SessionEnd hook — Fires when the session ends.

  • Extracts change summary from git diff
  • Appends changelog to HANDOVER.md
  • Records branch name, file list, change stats

This means: the agent doesn't need to "remember" to update the handover — the SessionEnd hook does it automatically.

# Auto-appended by SessionEnd hook
 
## Session End: 2026-06-26 15:30
- Branch: feat/user-auth
- Uncommitted files: 5
- Changes:
   src/api/auth.py     | 45 +++++++++++++++++++
   tests/test_auth.py  | 78 +++++++++++++++++++++++++++++++++++++

Anti-rot Measures

AGENTS.md files rot. The codebase evolves — directories get renamed, scripts change, dependencies get swapped — but AGENTS.md stays the same.

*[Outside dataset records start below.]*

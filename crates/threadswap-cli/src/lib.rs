// Rust guideline compliant 2026-10-19

//! Threadswap CLI library.
//!
//! This library exposes the CLI modules for use in tests and external code.

pub mod commands;
pub mod output;
pub mod terminal;

pub use output::{create_formatter, OutputFormatter, Report};
pub use terminal::{get_terminal_width, should_use_color, wrap_text};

agents-lint is a lightweight tool that detects AGENTS.md rot:

  • Validates every referenced path still exists (directory renamed? file moved?)
  • Checks npm scripts are still valid (npm run test but package.json removed it?)
  • Detects outdated framework patterns (AGENTS.md says Angular @NgModule but project is on standalone?)
  • Cross-file consistency check (AGENTS.md says yarn, CLAUDE.md says npm — conflict)

We added a weekly CI check, because code changes but AGENTS.md doesn't — without automated detection, it silently becomes useless in two months.

The Combined Effect

Initializing a workspace takes one command:

$ pnpm create agent-workspace ./project api-gateway user-service --hooks --ci

Your daily workflow becomes:

WhenWhat happens
New session startsAuto-loads HANDOVER.md, shows where we left off
Before writing codePreToolUse checks blast radius
After writing codePostToolUse logs changes
Session endsSessionEnd auto-writes changelog to HANDOVER.md
git commitpre-commit hook validates AGENTS.md
Every MondayGitHub Actions runs agents-lint for stale detection

The agent is no longer "a blank slate every time" — it's working with yesterday's memory.

Get Started

The full reference architecture is open-source:

Includes:

  • Workspace + per-project AGENTS.md templates
  • HANDOVER.md session log (80-line auto-archive)
  • ADR template (date-based IDs, no multi-project conflicts)
  • 5 Claude Code lifecycle hook scripts
  • agents-lint integration + GitHub Actions CI
  • validate.sh + pre-commit hook
  • CodeGraph / GitNexus / Repomix integration guides

AI agent capability is no longer the bottleneck. The bottleneck is context engineering.
Instead of waiting for bigger models, manage the context you already have.